Recorded data
——————————
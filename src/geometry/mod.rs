//! Geometry primitives: rigid transforms, sample grids, warp fields and
//! their Jacobians. These carry no pipeline state.

pub mod grid;
pub mod jacobian;
pub mod rigid;
pub mod warp;

pub use grid::{ReferenceGrid, ReferenceOrigin, ReferenceSpace};
pub use jacobian::Jacobian;
pub use rigid::RigidTransform;
pub use warp::WarpField;
//! Jacobian determinant maps of warp fields.

use ndarray::Array3;

use super::grid::ReferenceGrid;
use crate::error::{CorrectionError, Result};

/// Per-voxel local volume-scaling factor of a warp, on the warp's grid.
#[derive(Debug, Clone, PartialEq)]
pub struct Jacobian {
    grid: ReferenceGrid,
    values: Array3<f32>,
}

impl Jacobian {
    pub fn new(grid: ReferenceGrid, values: Array3<f32>) -> Result<Self> {
        let (nx, ny, nz) = values.dim();
        if [nx, ny, nz] != grid.shape() {
            return Err(CorrectionError::IncompatibleGrid {
                what: "jacobian",
                expected: grid.shape(),
                found: [nx, ny, nz],
            });
        }
        Ok(Self { grid, values })
    }

    pub(crate) fn from_parts(grid: ReferenceGrid, values: Array3<f32>) -> Self {
        Self { grid, values }
    }

    pub fn grid(&self) -> &ReferenceGrid {
        &self.grid
    }

    pub fn values(&self) -> &Array3<f32> {
        &self.values
    }

    pub fn mean(&self) -> f64 {
        self.values.iter().map(|&v| v as f64).sum::<f64>() / self.values.len().max(1) as f64
    }

    pub fn min_max(&self) -> (f32, f32) {
        self.values
            .iter()
            .fold((f32::INFINITY, f32::NEG_INFINITY), |(lo, hi), &v| (lo.min(v), hi.max(v)))
    }
}
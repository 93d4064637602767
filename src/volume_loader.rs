use std::fs;
use std::path::Path;

use nalgebra::Matrix4;
use ndarray::{Array2, Array4, ArrayD, Axis, Ix3, Ix4, Ix5};
use nifti::writer::WriterOptions;
use nifti::{IntoNdArray, NiftiHeader, NiftiObject, ReaderOptions};

use crate::distortion::TopupParams;
use crate::error::{CorrectionError, Result};
use crate::geometry::{Jacobian, ReferenceGrid, RigidTransform, WarpField};
use crate::motion::{stack_matrices, unstack_matrices};
use crate::volume::{Metadata, Volume};

/// Metadata attribute holding the repetition time (NIfTI `pixdim[4]`).
pub const TR_ATTRIBUTE: &str = "tr";

pub struct VolumeLoader;

impl VolumeLoader {
    /// Load a 3D or 4D NIfTI image.
    ///
    /// The voxel→world affine is taken from the sform when set, then the
    /// qform, and otherwise built from the voxel sizes alone.
    ///
    /// # Errors
    ///
    /// Returns error if the file cannot be read or is not 3D/4D
    pub fn load(path: impl AsRef<Path>, name: impl Into<String>) -> Result<Volume> {
        let path = path.as_ref();
        let obj = ReaderOptions::new().read_file(path)?;
        let header = obj.header().clone();
        let data = obj.into_volume().into_ndarray::<f32>()?;

        let data = Self::as_series(data, path)?;
        let (nx, ny, nz, nt) = data.dim();
        let grid = ReferenceGrid::new([nx, ny, nz], Self::affine(&header))?;

        let mut metadata = Metadata::named(name);
        if nt > 1 && header.pixdim[4] > 0.0 {
            metadata = metadata.with_attribute(TR_ATTRIBUTE, header.pixdim[4].to_string());
        }
        tracing::debug!(path = %path.display(), shape = ?data.dim(), "loaded image");
        Volume::new(data, grid, metadata)
    }

    /// Save a volume. Single-timepoint volumes are written as 3D images.
    pub fn save(volume: &Volume, path: impl AsRef<Path>) -> Result<()> {
        let path = path.as_ref();
        let mut header = Self::header(volume.grid());
        if let Some(tr) = volume
            .metadata()
            .attributes
            .get(TR_ATTRIBUTE)
            .and_then(|tr| tr.parse::<f32>().ok())
        {
            header.pixdim[4] = tr;
        }

        let writer = WriterOptions::new(path).reference_header(&header);
        if volume.n_volumes() == 1 {
            writer.write_nifti(&volume.frame(0))?;
        } else {
            writer.write_nifti(volume.data())?;
        }
        tracing::debug!(path = %path.display(), name = volume.name(), "saved image");
        Ok(())
    }

    /// Load a relative displacement warp, stored either as `(x, y, z, 3)` or
    /// as `(x, y, z, 1, 3)`.
    pub fn load_warp(path: impl AsRef<Path>) -> Result<WarpField> {
        let path = path.as_ref();
        let obj = ReaderOptions::new().read_file(path)?;
        let header = obj.header().clone();
        let data = obj.into_volume().into_ndarray::<f32>()?;

        let displacement: Array4<f32> = match data.ndim() {
            4 => data.into_dimensionality::<Ix4>()?,
            5 if data.shape()[3] == 1 => data
                .into_dimensionality::<Ix5>()?
                .index_axis_move(Axis(3), 0),
            _ => return Err(Self::bad_shape(path, data.shape(), "(x, y, z, 3)")),
        };
        let (nx, ny, nz, _) = displacement.dim();
        let grid = ReferenceGrid::new([nx, ny, nz], Self::affine(&header))?;
        WarpField::new(grid, displacement)
    }

    /// Save a warp as a 4D `(x, y, z, 3)` image.
    pub fn save_warp(warp: &WarpField, path: impl AsRef<Path>) -> Result<()> {
        let header = Self::header(warp.grid());
        WriterOptions::new(path.as_ref())
            .reference_header(&header)
            .write_nifti(warp.displacement())?;
        Ok(())
    }

    pub fn save_jacobian(jacobian: &Jacobian, path: impl AsRef<Path>) -> Result<()> {
        let header = Self::header(jacobian.grid());
        WriterOptions::new(path.as_ref())
            .reference_header(&header)
            .write_nifti(jacobian.values())?;
        Ok(())
    }

    /// Read stacked `(4n, 4)` motion matrices, one 4×4 block per volume.
    pub fn read_motion_matrices(path: impl AsRef<Path>) -> Result<Vec<RigidTransform>> {
        let stacked = Self::read_matrix_text(path.as_ref())?;
        unstack_matrices(&stacked)
    }

    pub fn write_motion_matrices(
        path: impl AsRef<Path>,
        transforms: &[RigidTransform],
    ) -> Result<()> {
        Self::write_matrix_text(path.as_ref(), &stack_matrices(transforms))
    }

    /// Read a single 4×4 matrix file.
    pub fn read_matrix(path: impl AsRef<Path>) -> Result<RigidTransform> {
        let path = path.as_ref();
        let mut transforms = Self::read_motion_matrices(path)?;
        match transforms.len() {
            1 => Ok(transforms.remove(0)),
            n => Err(CorrectionError::InvalidInput(format!(
                "{} holds {n} matrices, expected one",
                path.display()
            ))),
        }
    }

    pub fn write_matrix(path: impl AsRef<Path>, transform: &RigidTransform) -> Result<()> {
        Self::write_motion_matrices(path, std::slice::from_ref(transform))
    }

    pub fn write_topup_params(path: impl AsRef<Path>, params: &TopupParams) -> Result<()> {
        fs::write(path, params.to_string())?;
        Ok(())
    }

    fn read_matrix_text(path: &Path) -> Result<Array2<f64>> {
        let text = fs::read_to_string(path)?;
        let rows = text
            .lines()
            .map(str::trim)
            .filter(|line| !line.is_empty())
            .map(|line| {
                line.split_whitespace()
                    .map(|v| {
                        v.parse::<f64>().map_err(|e| {
                            CorrectionError::InvalidInput(format!("{}: {v:?}: {e}", path.display()))
                        })
                    })
                    .collect::<Result<Vec<_>>>()
            })
            .collect::<Result<Vec<_>>>()?;

        if let Some(row) = rows.iter().find(|row| row.len() != 4) {
            return Err(CorrectionError::InvalidInput(format!(
                "{}: expected 4 values per row, found {}",
                path.display(),
                row.len()
            )));
        }
        let n = rows.len();
        Ok(Array2::from_shape_vec((n, 4), rows.concat())?)
    }

    fn write_matrix_text(path: &Path, matrix: &Array2<f64>) -> Result<()> {
        let mut text = String::new();
        for row in matrix.rows() {
            let line: Vec<String> = row.iter().map(|v| format!("{v:.10}")).collect();
            text.push_str(&line.join(" "));
            text.push('\n');
        }
        fs::write(path, text)?;
        Ok(())
    }

    fn as_series(data: ArrayD<f32>, path: &Path) -> Result<Array4<f32>> {
        match data.ndim() {
            3 => Ok(data.into_dimensionality::<Ix3>()?.insert_axis(Axis(3))),
            4 => Ok(data.into_dimensionality::<Ix4>()?),
            _ => Err(Self::bad_shape(path, data.shape(), "3D or 4D")),
        }
    }

    fn bad_shape(path: &Path, shape: &[usize], expected: &str) -> CorrectionError {
        CorrectionError::InvalidInput(format!(
            "{}: expected {expected} image, found shape {shape:?}",
            path.display()
        ))
    }

    fn affine(header: &NiftiHeader) -> Matrix4<f64> {
        let [dx, dy, dz] = [1, 2, 3].map(|i| f64::from(header.pixdim[i]));
        if header.sform_code > 0 {
            let rows = [header.srow_x, header.srow_y, header.srow_z];
            Matrix4::from_fn(|r, c| {
                if r < 3 {
                    f64::from(rows[r][c])
                } else if c == 3 {
                    1.0
                } else {
                    0.0
                }
            })
        } else if header.qform_code > 0 {
            let b = f64::from(header.quatern_b);
            let c = f64::from(header.quatern_c);
            let d = f64::from(header.quatern_d);
            let a = (1.0 - (b * b + c * c + d * d).min(1.0)).sqrt();
            let qfac = if header.pixdim[0] < 0.0 { -1.0 } else { 1.0 };
            let dz = dz * qfac;
            Matrix4::new(
                (a * a + b * b - c * c - d * d) * dx,
                (2.0 * b * c - 2.0 * a * d) * dy,
                (2.0 * b * d + 2.0 * a * c) * dz,
                f64::from(header.quatern_x),
                (2.0 * b * c + 2.0 * a * d) * dx,
                (a * a + c * c - b * b - d * d) * dy,
                (2.0 * c * d - 2.0 * a * b) * dz,
                f64::from(header.quatern_y),
                (2.0 * b * d - 2.0 * a * c) * dx,
                (2.0 * c * d + 2.0 * a * b) * dy,
                (a * a + d * d - c * c - b * b) * dz,
                f64::from(header.quatern_z),
                0.0,
                0.0,
                0.0,
                1.0,
            )
        } else {
            Matrix4::new_nonuniform_scaling(&nalgebra::Vector3::new(dx, dy, dz))
        }
    }

    /// Header carrying the grid geometry as an sform.
    fn header(grid: &ReferenceGrid) -> NiftiHeader {
        let affine = grid.affine();
        let row = |r: usize| [0, 1, 2, 3].map(|c| affine[(r, c)] as f32);
        let spacing = grid.spacing();

        let mut header = NiftiHeader {
            sform_code: 1,
            qform_code: 0,
            srow_x: row(0),
            srow_y: row(1),
            srow_z: row(2),
            ..NiftiHeader::default()
        };
        header.pixdim[0] = 1.0;
        for (i, s) in spacing.iter().enumerate() {
            header.pixdim[i + 1] = *s as f32;
        }
        header
    }
}
//! Named, write-once store for the images, transforms and warps produced
//! during one correction run.
//!
//! Every stage receives the registry by reference. Once a key is written its
//! value is never replaced, so values handed out as `Arc`s can be read from
//! parallel resampling tasks without locking.

use std::collections::BTreeMap;
use std::sync::Arc;

use crate::error::{CorrectionError, Result, Warning};
use crate::geometry::{Jacobian, ReferenceSpace, RigidTransform, WarpField};
use crate::volume::Volume;

/// Well-known registry keys.
pub mod keys {
    pub const ASLDATA_ORIG: &str = "asldata_orig";
    pub const CALIB_ORIG: &str = "calib_orig";
    pub const CREF_ORIG: &str = "cref_orig";
    pub const CBLIP_ORIG: &str = "cblip_orig";

    pub const STRUCTURAL: &str = "struc";
    pub const MASK: &str = "mask";
    pub const FMAP: &str = "fmap";
    pub const FMAPMAG: &str = "fmapmag";
    pub const FMAPMAGBRAIN: &str = "fmapmagbrain";
    pub const ASL2STRUCT: &str = "asl2struct";
    pub const BIASFIELD: &str = "biasfield";
    pub const ISEN: &str = "isen";

    pub const ASLDATA_MC_MATS: &str = "asldata_mc_mats";
    pub const ASL2CALIB: &str = "asl2calib";
    pub const CALIB2ASL: &str = "calib2asl";
    pub const FMAP2STRUCT: &str = "fmap2struct";
    pub const FMAP_WARP: &str = "fmap_warp";
    pub const CBLIP_WARP: &str = "cblip_warp";
    pub const GDC_WARP: &str = "gdc_warp";

    pub const REFERENCE: &str = "reference";
    pub const TOTAL_WARP: &str = "total_warp";
    pub const JACOBIAN: &str = "jacobian";
    pub const ASLDATA: &str = "asldata";
    pub const CALIB: &str = "calib";
    pub const CREF: &str = "cref";
    pub const CBLIP: &str = "cblip";
    pub const SENSITIVITY: &str = "sensitivity";
}

#[derive(Debug, Clone)]
pub enum Entry {
    Volume(Arc<Volume>),
    Rigid(RigidTransform),
    RigidSeries(Arc<[RigidTransform]>),
    Warp(Arc<WarpField>),
    Jacobian(Arc<Jacobian>),
    Reference(ReferenceSpace),
}

impl Entry {
    fn kind(&self) -> &'static str {
        match self {
            Entry::Volume(_) => "volume",
            Entry::Rigid(_) => "rigid transform",
            Entry::RigidSeries(_) => "rigid transform series",
            Entry::Warp(_) => "warp field",
            Entry::Jacobian(_) => "jacobian",
            Entry::Reference(_) => "reference space",
        }
    }
}

#[derive(Debug, Default)]
pub struct TransformRegistry {
    entries: BTreeMap<String, Entry>,
    warnings: Vec<Warning>,
}

impl TransformRegistry {
    pub fn new() -> Self {
        Self::default()
    }

    /// Store `entry` under `key`. Fails if the key already holds a value.
    pub fn insert(&mut self, key: impl Into<String>, entry: Entry) -> Result<()> {
        let key = key.into();
        if self.entries.contains_key(&key) {
            return Err(CorrectionError::AlreadyRegistered(key));
        }
        tracing::debug!(key = %key, kind = entry.kind(), "registered");
        self.entries.insert(key, entry);
        Ok(())
    }

    pub fn insert_volume(
        &mut self,
        key: impl Into<String>,
        volume: impl Into<Arc<Volume>>,
    ) -> Result<()> {
        self.insert(key, Entry::Volume(volume.into()))
    }

    pub fn insert_rigid(
        &mut self,
        key: impl Into<String>,
        transform: RigidTransform,
    ) -> Result<()> {
        self.insert(key, Entry::Rigid(transform))
    }

    pub fn insert_rigid_series(
        &mut self,
        key: impl Into<String>,
        transforms: impl Into<Arc<[RigidTransform]>>,
    ) -> Result<()> {
        self.insert(key, Entry::RigidSeries(transforms.into()))
    }

    pub fn insert_warp(
        &mut self,
        key: impl Into<String>,
        warp: impl Into<Arc<WarpField>>,
    ) -> Result<()> {
        self.insert(key, Entry::Warp(warp.into()))
    }

    pub fn insert_jacobian(
        &mut self,
        key: impl Into<String>,
        jacobian: impl Into<Arc<Jacobian>>,
    ) -> Result<()> {
        self.insert(key, Entry::Jacobian(jacobian.into()))
    }

    pub fn insert_reference(
        &mut self,
        key: impl Into<String>,
        reference: ReferenceSpace,
    ) -> Result<()> {
        self.insert(key, Entry::Reference(reference))
    }

    pub fn contains(&self, key: &str) -> bool {
        self.entries.contains_key(key)
    }

    pub fn get(&self, key: &str) -> Option<&Entry> {
        self.entries.get(key)
    }

    pub fn keys(&self) -> impl Iterator<Item = &str> {
        self.entries.keys().map(String::as_str)
    }

    fn typed<T>(
        &self,
        key: &str,
        expected: &'static str,
        pick: impl FnOnce(&Entry) -> Option<T>,
    ) -> Result<Option<T>> {
        match self.entries.get(key) {
            None => Ok(None),
            Some(entry) => pick(entry).map(Some).ok_or_else(|| CorrectionError::WrongKind {
                key: key.to_string(),
                expected,
            }),
        }
    }

    pub fn volume(&self, key: &str) -> Result<Option<Arc<Volume>>> {
        self.typed(key, "volume", |e| match e {
            Entry::Volume(v) => Some(Arc::clone(v)),
            _ => None,
        })
    }

    pub fn rigid(&self, key: &str) -> Result<Option<RigidTransform>> {
        self.typed(key, "rigid transform", |e| match e {
            Entry::Rigid(t) => Some(*t),
            _ => None,
        })
    }

    pub fn rigid_series(&self, key: &str) -> Result<Option<Arc<[RigidTransform]>>> {
        self.typed(key, "rigid transform series", |e| match e {
            Entry::RigidSeries(s) => Some(Arc::clone(s)),
            _ => None,
        })
    }

    pub fn warp(&self, key: &str) -> Result<Option<Arc<WarpField>>> {
        self.typed(key, "warp field", |e| match e {
            Entry::Warp(w) => Some(Arc::clone(w)),
            _ => None,
        })
    }

    pub fn jacobian(&self, key: &str) -> Result<Option<Arc<Jacobian>>> {
        self.typed(key, "jacobian", |e| match e {
            Entry::Jacobian(j) => Some(Arc::clone(j)),
            _ => None,
        })
    }

    pub fn reference(&self, key: &str) -> Result<Option<ReferenceSpace>> {
        self.typed(key, "reference space", |e| match e {
            Entry::Reference(r) => Some(r.clone()),
            _ => None,
        })
    }

    pub fn require_volume(&self, key: &str) -> Result<Arc<Volume>> {
        self.volume(key)?
            .ok_or_else(|| CorrectionError::MissingInput(key.to_string()))
    }

    pub fn require_rigid(&self, key: &str) -> Result<RigidTransform> {
        self.rigid(key)?
            .ok_or_else(|| CorrectionError::MissingInput(key.to_string()))
    }

    /// Record a degraded condition. Warnings are append-only.
    pub fn warn(&mut self, warning: Warning) {
        tracing::warn!("{warning}");
        self.warnings.push(warning);
    }

    pub fn warnings(&self) -> &[Warning] {
        &self.warnings
    }
}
——————————
What you should do: In the records above, some lines may contain the word "NiftiHeader"; copy every one of them.

Your response:
use nifti::{IntoNdArray, NiftiHeader, NiftiObject, ReaderOptions};
    fn affine(header: &NiftiHeader) -> Matrix4<f64> {
    fn header(grid: &ReferenceGrid) -> NiftiHeader {
        let mut header = NiftiHeader {
            ..NiftiHeader::default()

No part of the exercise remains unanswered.